◆ Required work ◆
Where in the data below does the word "joined" appear? Copy each line that holds it.

◆ Data to examine ◆
//! Student promotion / term-rollover workflow
//!
//! The academic state of a student is the pair (year 1-4, semester 1-2) with a
//! terminal graduation state. The transition is computed server-side from the
//! stored record; target values supplied by the caller are advisory only and
//! the request is rejected when they disagree.
//!
//! The alumni branch creates alumni rows and deletes the student rows inside
//! one transaction, so a crash or error between the two steps leaves the
//! original student rows intact. The same transaction boundary also serializes
//! concurrent promotions of overlapping student sets at the store level.

use sea_orm::sea_query::Expr;
use sea_orm::{
    ColumnTrait, DatabaseConnection, EntityTrait, QueryFilter, Set, TransactionError,
    TransactionTrait,
};
use std::collections::{BTreeMap, BTreeSet};

use crate::entity::{alumni, student};
use crate::error::{AppError, AppResult};

/// Academic term: (year 1-4, semester 1-2)
#[derive(Clone, Copy, Debug, PartialEq, Eq, PartialOrd, Ord)]
pub struct Term {
    pub year: u8,
    pub semester: u8,
}

/// Where a term transition leads
#[derive(Clone, Copy, Debug, PartialEq, Eq)]
pub enum Advance {
    /// Next (year, semester) pair
    Term(Term),
    /// End of year 4 semester 2: the student leaves the student table
    Graduate,
}

impl Term {
    pub fn new(year: u8, semester: u8) -> Option<Self> {
        if (1..=4).contains(&year) && (1..=2).contains(&semester) {
            Some(Self { year, semester })
        } else {
            None
        }
    }

    /// Parse the text columns of a student row
    pub fn parse(year: &str, semester: &str) -> Option<Self> {
        let year = year.trim().parse::<u8>().ok()?;
        let semester = semester.trim().parse::<u8>().ok()?;
        Self::new(year, semester)
    }

    /// Transition function:
    /// (4,2) -> Graduate, (y,1) -> (y,2), (y,2) -> (y+1,1) for y < 4
    pub fn next(self) -> Advance {
        match (self.year, self.semester) {
            (4, 2) => Advance::Graduate,
            (y, 1) => Advance::Term(Term {
                year: y,
                semester: 2,
            }),
            (y, _) => Advance::Term(Term {
                year: y + 1,
                semester: 1,
            }),
        }
    }
}

/// Counts returned by a successful promotion
#[derive(Clone, Copy, Debug, Default, PartialEq, Eq)]
pub struct PromoteOutcome {
    /// Students advanced to their next term
    pub promoted: u64,
    /// Students migrated into the alumni table
    pub graduated: u64,
}

/// Run the promotion workflow over the selected students.
///
/// `target` is the client-computed next term; when present it must match the
/// server-computed transition for every selected student. `passing_year` is
/// the calendar year stamped onto alumni rows.
pub async fn promote(
    db: &DatabaseConnection,
    student_ids: &[i64],
    target: Option<Term>,
    to_alumni: bool,
    passing_year: i32,
) -> AppResult<PromoteOutcome> {
    let ids: BTreeSet<i64> = student_ids.iter().copied().collect();
    if ids.is_empty() {
        return Err(AppError::Validation("no students selected".to_string()));
    }

    let ids: Vec<i64> = ids.into_iter().collect();
    let expected = ids.len();

    let result = db
        .transaction::<_, PromoteOutcome, AppError>(|txn| {
            Box::pin(async move {
                let students = student::Entity::find()
                    .filter(student::Column::Id.is_in(ids.clone()))
                    .all(txn)
                    .await?;

                if students.len() != expected {
                    return Err(AppError::NotFound(
                        "one or more selected students no longer exist".to_string(),
                    ));
                }

                // Compute every transition up front so validation failures
                // reject the whole batch before any row is touched.
                let mut advances = Vec::with_capacity(students.len());
                for s in &students {
                    let term = Term::parse(&s.year, &s.semester).ok_or_else(|| {
                        AppError::Validation(format!(
                            "student {} has invalid year/semester {:?}/{:?}",
                            s.roll_number, s.year, s.semester
                        ))
                    })?;
                    advances.push((s, term.next()));
                }

                if to_alumni {
                    let mut rows = Vec::with_capacity(advances.len());
                    for (s, advance) in &advances {
                        if *advance != Advance::Graduate {
                            return Err(AppError::Validation(format!(
                                "student {} is not in the final term",
                                s.roll_number
                            )));
                        }
                        rows.push(alumni::ActiveModel {
                            roll_number: Set(s.roll_number.clone()),
                            name: Set(s.name.clone()),
                            mobile: Set(s.mobile.clone()),
                            passing_year: Set(passing_year.to_string()),
                            department_id: Set(s.department_id),
                            ..Default::default()
                        });
                    }

                    let graduated = rows.len() as u64;
                    alumni::Entity::insert_many(rows).exec(txn).await?;

                    student::Entity::delete_many()
                        .filter(student::Column::Id.is_in(ids))
                        .exec(txn)
                        .await?;

                    return Ok(PromoteOutcome {
                        promoted: 0,
                        graduated,
                    });
                }

                // Standard promotion: bucket students by their computed next
                // term (a selected cohort is normally uniform) and advance
                // each bucket in one statement.
                let mut buckets: BTreeMap<Term, Vec<i64>> = BTreeMap::new();
                for (s, advance) in &advances {
                    let next = match advance {
                        Advance::Term(t) => *t,
                        Advance::Graduate => {
                            return Err(AppError::Validation(format!(
                                "student {} has completed the final term; use the alumni transition",
                                s.roll_number
                            )));
                        }
                    };
                    if let Some(t) = target {
                        if t != next {
                            return Err(AppError::Validation(format!(
                                "requested target term {}/{} does not match the computed next term for student {}",
                                t.year, t.semester, s.roll_number
                            )));
                        }
                    }
                    buckets.entry(next).or_default().push(s.id);
                }

                let mut promoted = 0u64;
                for (term, bucket) in buckets {
                    let res = student::Entity::update_many()
                        .col_expr(student::Column::Year, Expr::value(term.year.to_string()))
                        .col_expr(
                            student::Column::Semester,
                            Expr::value(term.semester.to_string()),
                        )
                        .filter(student::Column::Id.is_in(bucket))
                        .exec(txn)
                        .await?;
                    promoted += res.rows_affected;
                }

                Ok(PromoteOutcome {
                    promoted,
                    graduated: 0,
                })
            })
        })
        .await;

    result.map_err(|e| match e {
        TransactionError::Connection(err) => AppError::Database(err),
        TransactionError::Transaction(err) => err,
    })
}

#[cfg(test)]
mod tests {
    use super::*;
    use sea_orm::{DatabaseBackend, MockDatabase, MockExecResult, Value};

    fn term(year: u8, semester: u8) -> Term {
        Term::new(year, semester).unwrap()
    }

    #[test]
    fn test_transition_function() {
        assert_eq!(term(1, 1).next(), Advance::Term(term(1, 2)));
        assert_eq!(term(1, 2).next(), Advance::Term(term(2, 1)));
        assert_eq!(term(2, 1).next(), Advance::Term(term(2, 2)));
        assert_eq!(term(2, 2).next(), Advance::Term(term(3, 1)));
        assert_eq!(term(3, 2).next(), Advance::Term(term(4, 1)));
        assert_eq!(term(4, 1).next(), Advance::Term(term(4, 2)));
        assert_eq!(term(4, 2).next(), Advance::Graduate);
    }

    #[test]
    fn test_term_parse() {
        assert_eq!(Term::parse("2", "1"), Some(term(2, 1)));
        assert_eq!(Term::parse(" 4", "2 "), Some(term(4, 2)));
        assert_eq!(Term::parse("5", "1"), None);
        assert_eq!(Term::parse("0", "1"), None);
        assert_eq!(Term::parse("2", "3"), None);
        assert_eq!(Term::parse("two", "1"), None);
    }

    fn student_row(id: i64, roll: &str, year: &str, semester: &str) -> student::Model {
        student::Model {
            id,
            roll_number: roll.to_string(),
            name: format!("Student {}", id),
            mobile: "9999999999".to_string(),
            year: year.to_string(),
            semester: semester.to_string(),
            section_id: 1,
            department_id: 1,
        }
    }

    #[tokio::test]
    async fn test_empty_selection_rejected_without_touching_db() {
        let db = MockDatabase::new(DatabaseBackend::Postgres).into_connection();

        let err = promote(&db, &[], None, false, 2026).await.unwrap_err();
        assert!(matches!(err, AppError::Validation(_)));
        assert!(db.into_transaction_log().is_empty());
    }

    #[tokio::test]
    async fn test_standard_promotion_advances_cohort() {
        let db = MockDatabase::new(DatabaseBackend::Postgres)
            .append_query_results([vec![
                student_row(1, "23B81A0501", "2", "2"),
                student_row(2, "23B81A0502", "2", "2"),
            ]])
            .append_exec_results([MockExecResult {
                last_insert_id: 0,
                rows_affected: 2,
            }])
            .into_connection();

        let outcome = promote(&db, &[1, 2], Some(term(3, 1)), false, 2026)
            .await
            .unwrap();
        assert_eq!(outcome.promoted, 2);
        assert_eq!(outcome.graduated, 0);
    }

    #[tokio::test]
    async fn test_semester_one_advances_within_year() {
        let db = MockDatabase::new(DatabaseBackend::Postgres)
            .append_query_results([vec![student_row(7, "24B81A0501", "1", "1")]])
            .append_exec_results([MockExecResult {
                last_insert_id: 0,
                rows_affected: 1,
            }])
            .into_connection();

        // No advisory target: server computes (1,2)
        let outcome = promote(&db, &[7], None, false, 2026).await.unwrap();
        assert_eq!(outcome.promoted, 1);
    }

    #[tokio::test]
    async fn test_alumni_migration_is_one_transaction() {
        let db = MockDatabase::new(DatabaseBackend::Postgres)
            .append_query_results([vec![
                student_row(1, "21B81A0501", "4", "2"),
                student_row(2, "21B81A0599", "4", "2"),
            ]])
            // The alumni insert_many issues INSERT ... RETURNING on Postgres,
            // which the mock serves from the query-results buffer.
            .append_query_results([vec![{
                let mut row = BTreeMap::new();
                row.insert("id", Value::BigInt(Some(2)));
                row
            }]])
            .append_exec_results([
                MockExecResult {
                    last_insert_id: 2,
                    rows_affected: 2,
                },
                MockExecResult {
                    last_insert_id: 0,
                    rows_affected: 2,
                },
            ])
            .into_connection();

        let outcome = promote(&db, &[1, 2], None, true, 2026).await.unwrap();
        assert_eq!(outcome.graduated, 2);
        assert_eq!(outcome.promoted, 0);

        let log = db.into_transaction_log();
        let sql: Vec<String> = log.iter().map(|t| format!("{:?}", t)).collect();
        let joined = sql.join("\n");
        assert!(joined.contains("INSERT"), "expected alumni insert in {}", joined);
        assert!(joined.contains("DELETE"), "expected student delete in {}", joined);
        assert!(joined.contains("2026"), "expected passing year in {}", joined);
    }

    #[tokio::test]
    async fn test_missing_student_fails_whole_batch() {
        let db = MockDatabase::new(DatabaseBackend::Postgres)
            .append_query_results([vec![student_row(1, "23B81A0501", "2", "2")]])
            .into_connection();

        let err = promote(&db, &[1, 99], None, false, 2026).await.unwrap_err();
        assert!(matches!(err, AppError::NotFound(_)));
    }

    #[tokio::test]
    async fn test_advisory_target_mismatch_rejected() {
        let db = MockDatabase::new(DatabaseBackend::Postgres)
            .append_query_results([vec![student_row(1, "23B81A0501", "2", "2")]])
            .into_connection();

        let err = promote(&db, &[1], Some(term(2, 1)), false, 2026)
            .await
            .unwrap_err();
        assert!(matches!(err, AppError::Validation(_)));
    }

    #[tokio::test]
    async fn test_final_term_requires_alumni_transition() {
        let db = MockDatabase::new(DatabaseBackend::Postgres)
            .append_query_results([vec![student_row(1, "21B81A0501", "4", "2")]])
            .into_connection();

        let err = promote(&db, &[1], None, false, 2026).await.unwrap_err();
        assert!(matches!(err, AppError::Validation(_)));
    }

    #[tokio::test]
    async fn test_alumni_transition_rejects_non_final_students() {
        let db = MockDatabase::new(DatabaseBackend::Postgres)
            .append_query_results([vec![
                student_row(1, "21B81A0501", "4", "2"),
                student_row(2, "23B81A0502", "2", "2"),
            ]])
            .into_connection();

        let err = promote(&db, &[1, 2], None, true, 2026).await.unwrap_err();
        assert!(matches!(err, AppError::Validation(_)));
    }
}
use axum::response::Json;
use serde::Serialize;

#[derive(Serialize)]
pub struct HealthStatus {
    pub status: String,
    pub version: String,
}

/// Health check endpoint
pub async fn health_check() -> Json<HealthStatus> {
    Json(HealthStatus {
        status: "healthy".to_string(),
        version: env!("CARGO_PKG_VERSION").to_string(),
    })
}
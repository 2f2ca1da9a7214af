//! User entity
//!
//! Table: att_user

use sea_orm::entity::prelude::*;
use serde::{Deserialize, Serialize};

/// User role
#[derive(Clone, Copy, Debug, PartialEq, Eq, Serialize, Deserialize)]
pub enum Role {
    /// Unrestricted access to all entities
    Admin,
    /// Head of department: student read/write and history read within own department
    Hod,
    /// Attendance taker: read-only own-department student lists
    User,
}

impl Role {
    pub fn as_str(&self) -> &'static str {
        match self {
            Role::Admin => "ADMIN",
            Role::Hod => "HOD",
            Role::User => "USER",
        }
    }

    /// Parse the stored role string; unknown values are rejected rather than
    /// defaulted so a corrupted row cannot silently gain or lose privileges.
    pub fn parse(value: &str) -> Option<Self> {
        match value {
            "ADMIN" => Some(Role::Admin),
            "HOD" => Some(Role::Hod),
            "USER" => Some(Role::User),
            _ => None,
        }
    }

    pub fn is_admin(&self) -> bool {
        matches!(self, Role::Admin)
    }
}

impl std::fmt::Display for Role {
    fn fmt(&self, f: &mut std::fmt::Formatter<'_>) -> std::fmt::Result {
        f.write_str(self.as_str())
    }
}

#[derive(Clone, Debug, PartialEq, Eq, DeriveEntityModel, Serialize, Deserialize)]
#[sea_orm(table_name = "att_user")]
pub struct Model {
    #[sea_orm(primary_key)]
    pub id: i64,

    /// Username (unique)
    #[sea_orm(column_type = "String(Some(64))", unique)]
    pub username: String,

    /// Password (bcrypt hash)
    #[sea_orm(column_type = "String(Some(128))")]
    #[serde(skip_serializing)]
    pub password: String,

    /// Role: ADMIN, HOD or USER
    #[sea_orm(column_type = "String(Some(16))")]
    pub role: String,

    /// Department; null only for ADMIN users
    #[sea_orm(nullable)]
    pub department_id: Option<i64>,

    /// Creation time (Unix timestamp)
    pub created_at: i64,
}

#[derive(Copy, Clone, Debug, EnumIter, DeriveRelation)]
pub enum Relation {
    #[sea_orm(
        belongs_to = "super::department::Entity",
        from = "Column::DepartmentId",
        to = "super::department::Column::Id"
    )]
    Department,
}

impl Related<super::department::Entity> for Entity {
    fn to() -> RelationDef {
        Relation::Department.def()
    }
}

impl ActiveModelBehavior for ActiveModel {}

#[cfg(test)]
mod tests {
    use super::*;

    #[test]
    fn test_role_round_trip() {
        for role in [Role::Admin, Role::Hod, Role::User] {
            assert_eq!(Role::parse(role.as_str()), Some(role));
        }
    }

    #[test]
    fn test_unknown_role_rejected() {
        assert_eq!(Role::parse("SUPERUSER"), None);
        assert_eq!(Role::parse("admin"), None);
        assert_eq!(Role::parse(""), None);
    }
}
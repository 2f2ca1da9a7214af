//! AttendanceHistory entity - append-only report log
//!
//! Table: att_history
//!
//! One row per generated attendance report: which cohort, by whom, which
//! marking pass, plus the serialized student list that was downloaded. Rows
//! are created and deleted (admin only), never updated.

use sea_orm::entity::prelude::*;
use serde::{Deserialize, Serialize};

/// Conventional status labels. The column itself is free text so historical
/// rows written by older UI builds keep their original wording.
pub mod status {
    pub const MARKED_PRESENT: &str = "Marked Present";
    pub const MARKED_ABSENT: &str = "Marked Absent";
}

#[derive(Clone, Debug, PartialEq, Eq, DeriveEntityModel, Serialize, Deserialize)]
#[sea_orm(table_name = "att_history")]
pub struct Model {
    #[sea_orm(primary_key)]
    pub id: i64,

    /// Report date as supplied by the UI
    #[sea_orm(column_type = "String(Some(32))")]
    pub date: String,

    #[sea_orm(column_type = "String(Some(4))")]
    pub year: String,

    #[sea_orm(column_type = "String(Some(4))")]
    pub semester: String,

    pub section_id: i64,

    pub department_id: i64,

    /// Marking pass label, normally "Marked Present" or "Marked Absent"
    #[sea_orm(column_type = "String(Some(64))")]
    pub status: String,

    /// Name of the file that was downloaded
    #[sea_orm(column_type = "String(Some(255))")]
    pub file_name: String,

    /// JSON-encoded student snapshot, stored verbatim so the original file
    /// can be reproduced exactly without recomputing attendance state
    #[sea_orm(column_type = "Text")]
    pub details: String,

    /// User who generated the report
    pub downloaded_by: i64,
}

#[derive(Copy, Clone, Debug, EnumIter, DeriveRelation)]
pub enum Relation {
    #[sea_orm(
        belongs_to = "super::section::Entity",
        from = "Column::SectionId",
        to = "super::section::Column::Id"
    )]
    Section,
    #[sea_orm(
        belongs_to = "super::department::Entity",
        from = "Column::DepartmentId",
        to = "super::department::Column::Id"
    )]
    Department,
    #[sea_orm(
        belongs_to = "super::user::Entity",
        from = "Column::DownloadedBy",
        to = "super::user::Column::Id"
    )]
    User,
}

impl Related<super::section::Entity> for Entity {
    fn to() -> RelationDef {
        Relation::Section.def()
    }
}

impl Related<super::department::Entity> for Entity {
    fn to() -> RelationDef {
        Relation::Department.def()
    }
}

impl Related<super::user::Entity> for Entity {
    fn to() -> RelationDef {
        Relation::User.def()
    }
}

impl ActiveModelBehavior for ActiveModel {}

◆ Result ◆
        let joined = sql.join("\n");
        assert!(joined.contains("INSERT"), "expected alumni insert in {}", joined);
        assert!(joined.contains("DELETE"), "expected student delete in {}", joined);
        assert!(joined.contains("2026"), "expected passing year in {}", joined);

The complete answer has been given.